> **What to produce**: Could you restate word for word every line of the records below, from the first one to the one holding "the invocation contract."?

> **Data for review**:
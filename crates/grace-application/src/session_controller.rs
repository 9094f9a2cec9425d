//! Session use case.
//!
//! `SessionController` owns the authentication lifecycle: it talks to the
//! [`IdentityProvider`], reads and writes profile records through the
//! [`ProfileRepository`], and publishes the merged [`User`] through a
//! [`SessionStore`] that any number of consumers can observe.
//!
//! # State transitions
//!
//! ```text
//! Loading ──► Anonymous ◄──► Authenticated(user)
//!    └──────────────────────────►  │  ▲
//!                                  └──┘ profile refresh
//! ```
//!
//! Every transition goes through one async lock, so a provider event handled
//! by the listener task never interleaves with an explicit `login` or
//! `register` and overwrites its result.

use std::sync::{Arc, Mutex, Weak};

use grace_core::auth::{AuthUser, IdentityProvider, ProviderAuthState};
use grace_core::dossier::Clock;
use grace_core::error::{GraceError, Result};
use grace_core::session::{SessionState, SessionStore, Subscription};
use grace_core::user::{ProfileRepository, ProfileUpdate, Registration, User, UserProfile};
use tokio::sync::watch;
use tokio::task::JoinHandle;

pub struct SessionController {
    identity: Arc<dyn IdentityProvider>,
    profiles: Arc<dyn ProfileRepository>,
    clock: Arc<dyn Clock>,
    store: Arc<SessionStore>,
    /// Serializes state transitions.
    transition: tokio::sync::Mutex<()>,
    /// Identity last merged into the session, used to skip redundant events.
    last_identity: Mutex<Option<AuthUser>>,
    listener: Mutex<Option<JoinHandle<()>>>,
}

impl SessionController {
    pub fn new(
        identity: Arc<dyn IdentityProvider>,
        profiles: Arc<dyn ProfileRepository>,
        clock: Arc<dyn Clock>,
    ) -> Arc<Self> {
        Arc::new(Self {
            identity,
            profiles,
            clock,
            store: SessionStore::new(),
            transition: tokio::sync::Mutex::new(()),
            last_identity: Mutex::new(None),
            listener: Mutex::new(None),
        })
    }

    /// Registers `callback` on the session store.
    ///
    /// See [`SessionStore::subscribe`] for the invocation contract.
    pub fn subscribe<F>(&self, callback: F) -> Subscription
    where
        F: Fn(Option<&User>) + Send + Sync + 'static,
    {
        self.store.subscribe(callback)
    }

    pub fn watch(&self) -> watch::Receiver<SessionState> {
        self.store.watch()
    }

    pub fn state(&self) -> SessionState {
        self.store.state()
    }

    pub fn current_user(&self) -> Option<User> {
        self.store.current_user()
    }

    pub async fn login(&self, email: &str, password: &str) -> Result<User> {
        let _guard = self.transition.lock().await;
        let auth = self.identity.sign_in(email, password).await?;
        let profile = self.profiles.find_by_id(&auth.uid).await?;
        let user = User::merge(&auth, profile.as_ref());
        self.apply(Some(auth), SessionState::Authenticated(user.clone()));
        tracing::info!("[Session] Logged in user {}", user.id);
        Ok(user)
    }

    /// Creates the account, sets its display name, then writes the profile.
    ///
    /// Nothing is rolled back when a later step fails: the account stays
    /// signed in with an identity-only user and the call returns
    /// [`GraceError::IncompleteRegistration`].
    pub async fn register(&self, registration: &Registration) -> Result<User> {
        let _guard = self.transition.lock().await;
        let mut auth = self
            .identity
            .create_account(&registration.email, &registration.password)
            .await?;
        tracing::info!("[Session] Created account {}", auth.uid);

        let display_name = registration.display_name();
        if let Err(e) = self
            .identity
            .update_display_name(&auth.uid, &display_name)
            .await
        {
            return Err(self.incomplete_registration(auth, e));
        }
        auth.display_name = Some(display_name);

        let profile = UserProfile::from_registration(&auth.uid, registration, self.clock.now());
        if let Err(e) = self.profiles.save(&profile).await {
            return Err(self.incomplete_registration(auth, e));
        }

        let user = User::merge(&auth, Some(&profile));
        self.apply(Some(auth), SessionState::Authenticated(user.clone()));
        Ok(user)
    }

    fn incomplete_registration(&self, auth: AuthUser, cause: GraceError) -> GraceError {
        tracing::warn!(
            "[Session] Registration of {} left incomplete: {}",
            auth.uid,
            cause
        );
        let user = User::merge(&auth, None);
        let user_id = auth.uid.clone();
        self.apply(Some(auth), SessionState::Authenticated(user));
        GraceError::IncompleteRegistration {
            user_id,
            cause: Box::new(cause),
        }
    }

    pub async fn logout(&self) -> Result<()> {
        let _guard = self.transition.lock().await;
        self.identity.sign_out().await?;
        self.apply(None, SessionState::Anonymous);
        tracing::info!("[Session] Logged out");
        Ok(())
    }

    pub async fn reset_password(&self, email: &str) -> Result<()> {
        self.identity.send_password_reset(email).await?;
        tracing::info!("[Session] Password reset requested");
        Ok(())
    }

    /// Partially updates the profile of `user_id`, stamping `updated_at`.
    ///
    /// When the name changes for the signed-in user the provider display
    /// name follows, and the session user is re-read from the store.
    pub async fn update_profile(&self, user_id: &str, update: &ProfileUpdate) -> Result<()> {
        if update.is_empty() {
            return Ok(());
        }
        let _guard = self.transition.lock().await;
        self.profiles
            .update(user_id, update, self.clock.now())
            .await?;
        tracing::info!("[Session] Updated profile of {}", user_id);

        let Some(mut auth) = self
            .identity
            .current_user()
            .filter(|auth| auth.uid == user_id)
        else {
            return Ok(());
        };

        let profile = self.profiles.find_by_id(user_id).await?;
        if update.changes_name() {
            if let Some(profile) = &profile {
                let display_name = profile.full_name();
                self.identity
                    .update_display_name(user_id, &display_name)
                    .await?;
                auth.display_name = Some(display_name);
            }
        }

        let user = User::merge(&auth, profile.as_ref());
        self.apply(Some(auth), SessionState::Authenticated(user));
        Ok(())
    }

    /// Re-reads the profile of the signed-in account and re-merges it.
    pub async fn refresh_current_user(&self) -> Result<Option<User>> {
        let _guard = self.transition.lock().await;
        let Some(auth) = self.identity.current_user() else {
            return Ok(None);
        };
        let profile = self.profiles.find_by_id(&auth.uid).await?;
        let user = User::merge(&auth, profile.as_ref());
        self.apply(Some(auth), SessionState::Authenticated(user.clone()));
        Ok(Some(user))
    }

    /// Applies one provider-pushed auth state.
    ///
    /// If the profile cannot be read the session still becomes
    /// authenticated with the identity-only user and the error is returned.
    pub async fn handle_provider_state(&self, state: ProviderAuthState) -> Result<()> {
        let _guard = self.transition.lock().await;
        match state {
            ProviderAuthState::Unresolved => Ok(()),
            ProviderAuthState::SignedOut => {
                self.apply(None, SessionState::Anonymous);
                Ok(())
            }
            ProviderAuthState::SignedIn(auth) => {
                if self.store.state().is_authenticated() && self.last_identity().as_ref() == Some(&auth) {
                    return Ok(());
                }
                match self.profiles.find_by_id(&auth.uid).await {
                    Ok(profile) => {
                        let user = User::merge(&auth, profile.as_ref());
                        self.apply(Some(auth), SessionState::Authenticated(user));
                        Ok(())
                    }
                    Err(e) => {
                        let user = User::merge(&auth, None);
                        self.apply(Some(auth), SessionState::Authenticated(user));
                        Err(e)
                    }
                }
            }
        }
    }

    /// Starts forwarding provider auth states to [`Self::handle_provider_state`].
    ///
    /// The current provider state is applied first. Calling this again
    /// replaces the previous listener.
    pub fn spawn_provider_listener(self: &Arc<Self>) {
        let mut receiver = self.identity.auth_state();
        let controller: Weak<Self> = Arc::downgrade(self);

        let handle = tokio::spawn(async move {
            let mut next = Some(receiver.borrow_and_update().clone());
            while let Some(state) = next.take() {
                let Some(controller) = controller.upgrade() else {
                    break;
                };
                if let Err(e) = controller.handle_provider_state(state).await {
                    tracing::warn!("[Session] Failed to apply provider state: {}", e);
                }
                drop(controller);

                if receiver.changed().await.is_err() {
                    tracing::debug!("[Session] Provider state channel closed");
                    break;
                }
                next = Some(receiver.borrow_and_update().clone());
            }
        });

        if let Some(previous) = self.lock_listener().replace(handle) {
            previous.abort();
        }
        tracing::debug!("[Session] Provider listener started");
    }

    /// Stops the provider listener. Subscriptions stay registered.
    pub fn shutdown(&self) {
        if let Some(handle) = self.lock_listener().take() {
            handle.abort();
            tracing::debug!("[Session] Provider listener stopped");
        }
    }

    fn apply(&self, identity: Option<AuthUser>, state: SessionState) {
        *self
            .last_identity
            .lock()
            .unwrap_or_else(|poisoned| poisoned.into_inner()) = identity;
        self.store.replace(state);
    }

    fn last_identity(&self) -> Option<AuthUser> {
        self.last_identity
            .lock()
            .unwrap_or_else(|poisoned| poisoned.into_inner())
            .clone()
    }

    fn lock_listener(&self) -> std::sync::MutexGuard<'_, Option<JoinHandle<()>>> {
        self.listener
            .lock()
            .unwrap_or_else(|poisoned| poisoned.into_inner())
    }
}

impl Drop for SessionController {
    fn drop(&mut self) {
        self.shutdown();
    }
}

#[cfg(test)]
mod tests {
    use super::*;
    use grace_core::dossier::SystemClock;
    use grace_infrastructure::{InMemoryDocumentStore, InMemoryIdentityProvider};

    fn registration() -> Registration {
        Registration {
            email: "marie@example.com".to_string(),
            password: "secret1".to_string(),
            first_name: "Marie".to_string(),
            last_name: "Curie".to_string(),
            phone: "0612345678".to_string(),
            address: None,
            city: Some("Paris".to_string()),
            postal_code: None,
        }
    }

    fn controller(
        identity: Arc<InMemoryIdentityProvider>,
        store: Arc<InMemoryDocumentStore>,
    ) -> Arc<SessionController> {
        SessionController::new(identity, store, Arc::new(SystemClock::new()))
    }

    #[tokio::test]
    async fn test_starts_loading() {
        let controller = controller(
            Arc::new(InMemoryIdentityProvider::new()),
            Arc::new(InMemoryDocumentStore::new()),
        );
        assert_eq!(controller.state(), SessionState::Loading);
        assert!(controller.current_user().is_none());
    }

    #[tokio::test]
    async fn test_signed_in_event_is_idempotent() {
        let identity = Arc::new(InMemoryIdentityProvider::new());
        let store = Arc::new(InMemoryDocumentStore::new());
        let controller = controller(identity.clone(), store.clone());
        let user = controller.register(&registration()).await.unwrap();

        // A failing profile read proves the repeated event is skipped.
        store.fail_next(GraceError::NetworkUnavailable);
        let auth = identity.current_user().unwrap();
        controller
            .handle_provider_state(ProviderAuthState::SignedIn(auth))
            .await
            .unwrap();
        assert_eq!(controller.current_user(), Some(user));
    }

    #[tokio::test]
    async fn test_profile_read_failure_keeps_identity() {
        let store = Arc::new(InMemoryDocumentStore::new());
        let controller = controller(Arc::new(InMemoryIdentityProvider::new()), store.clone());
        store.fail_next(GraceError::NetworkUnavailable);

        let auth = AuthUser {
            uid: "u1".to_string(),
            email: "a@b.fr".to_string(),
            display_name: None,
        };
        let err = controller
            .handle_provider_state(ProviderAuthState::SignedIn(auth))
            .await
            .unwrap_err();
        assert_eq!(err, GraceError::NetworkUnavailable);

        let user = controller.current_user().unwrap();
        assert_eq!(user.id, "u1");
        assert!(!user.has_profile);
    }

    #[tokio::test]
    async fn test_unresolved_is_ignored() {
        let controller = controller(
            Arc::new(InMemoryIdentityProvider::new()),
            Arc::new(InMemoryDocumentStore::new()),
        );
        controller
            .handle_provider_state(ProviderAuthState::Unresolved)
            .await
            .unwrap();
        assert!(controller.state().is_loading());
    }

    #[tokio::test]
    async fn test_empty_profile_update_is_noop() {
        let controller = controller(
            Arc::new(InMemoryIdentityProvider::new()),
            Arc::new(InMemoryDocumentStore::new()),
        );
        // No profile exists; an empty update must not reach the store.
        controller
            .update_profile("nobody", &ProfileUpdate::default())
            .await
            .unwrap();
    }
}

> **Exercise solution**:
filename crates/grace-application/src/session_controller.rs
repository 9094f9a2cec9425d
//! Session use case.
//!
//! `SessionController` owns the authentication lifecycle: it talks to the
//! [`IdentityProvider`], reads and writes profile records through the
//! [`ProfileRepository`], and publishes the merged [`User`] through a
//! [`SessionStore`] that any number of consumers can observe.
//!
//! # State transitions
//!
//! ```text
//! Loading ──► Anonymous ◄──► Authenticated(user)
//!    └──────────────────────────►  │  ▲
//!                                  └──┘ profile refresh
//! ```
//!
//! Every transition goes through one async lock, so a provider event handled
//! by the listener task never interleaves with an explicit `login` or
//! `register` and overwrites its result.

use std::sync::{Arc, Mutex, Weak};

use grace_core::auth::{AuthUser, IdentityProvider, ProviderAuthState};
use grace_core::dossier::Clock;
use grace_core::error::{GraceError, Result};
use grace_core::session::{SessionState, SessionStore, Subscription};
use grace_core::user::{ProfileRepository, ProfileUpdate, Registration, User, UserProfile};
use tokio::sync::watch;
use tokio::task::JoinHandle;

pub struct SessionController {
    identity: Arc<dyn IdentityProvider>,
    profiles: Arc<dyn ProfileRepository>,
    clock: Arc<dyn Clock>,
    store: Arc<SessionStore>,
    /// Serializes state transitions.
    transition: tokio::sync::Mutex<()>,
    /// Identity last merged into the session, used to skip redundant events.
    last_identity: Mutex<Option<AuthUser>>,
    listener: Mutex<Option<JoinHandle<()>>>,
}

impl SessionController {
    pub fn new(
        identity: Arc<dyn IdentityProvider>,
        profiles: Arc<dyn ProfileRepository>,
        clock: Arc<dyn Clock>,
    ) -> Arc<Self> {
        Arc::new(Self {
            identity,
            profiles,
            clock,
            store: SessionStore::new(),
            transition: tokio::sync::Mutex::new(()),
            last_identity: Mutex::new(None),
            listener: Mutex::new(None),
        })
    }

    /// Registers `callback` on the session store.
    ///
    /// See [`SessionStore::subscribe`] for the invocation contract.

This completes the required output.